Chaired by Katherine McNeill of MIT Libraries, this panel discussed the process of providing in-house access to restricted data (primarily secondary data). These restricted sources have conditions such as only accessing the data from a secure, non-networked computer. Many faculty would have difficulty meeting these conditions, so it make sense that the library could play a role in providing the space. Out of the panelists, Cornell has the most extensive service including remote access to restricted data. Johns Hopkins provides a restricted data room with card access and a stand-alone PC. You can see more about the Restricted Data Room. Rutgers has the most basic service with a non-networked computer in a locked room. Interestingly everyone with access to the room (the IT person, the administrator, and an administrative assistant) had to be IRB certified.
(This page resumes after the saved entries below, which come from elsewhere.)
//! 读取用户选择的本地文件

use leptos::logging::warn;
use wasm_bindgen::JsCast;
use wasm_bindgen::prelude::*;
use web_sys::{File, FileReader, ProgressEvent};

/// 以 data URL 形式读取文件，完成后调用 `on_load`
pub fn read_as_data_url(file: &File, on_load: impl FnOnce(String) + 'static) {
    let reader = match FileReader::new() {
        Ok(r) => r,
        Err(e) => {
            warn!("[File] FileReader unavailable: {:?}", e);
            return;
        }
    };

    let handle = reader.clone();
    let done = Closure::once(move |_: ProgressEvent| {
        match handle.result().ok().and_then(|v| v.as_string()) {
            Some(url) => on_load(url),
            None => warn!("[File] read produced no data URL"),
        }
    });
    reader.set_onloadend(Some(done.as_ref().unchecked_ref()));
    // 读取结束前回调必须存活
    done.forget();

    if let Err(e) = reader.read_as_data_url(file) {
        warn!("[File] read failed: {:?}", e);
    }
}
I only saw the last presentation in this session, but I heard great things about the first two and can’t wait for those slides to go up. Justin Joque at the University of Michigan talked about creating a data visualization service. He argued that we need to focus on the design aspects and the context of the data first and then to choose the tool that best fits the user’s capabilities and design needs.
This was one of my favorite sessions mainly because it combined so many elements of data (visualization, GIS, government documents, open data). Jack Reed, a GIS Developer at Georgia State University, talked about government data in the public domain that is not easily accessible and trying to make it more accessible and user-friendly. In his project he created a map of restaurant health inspection ratings in the metro Atlanta area by grabbing publicly available data. Joe Hurley, the data and GIS librarian at Georgia State, talked about a project called Planning Atlanta: A New City in the Making that combines oral histories, planning maps, and historical data from a printed publication called Housing and Population created by the Atlanta Regional Commission. Geographic Research, the creator of SimplyMap, extracted the data from the print volumes (for a fee). Georgia State will have the dataset for their digital collection, but Geographic Research may make the data available through SimplyMap as well. It sounded like a great example of a successful library-vendor collaboration! Finally, Louise Corti at the UK Data Archive talked about archiving qualitative data primarily in the form of field notes and essays. She describes her project in this abstract.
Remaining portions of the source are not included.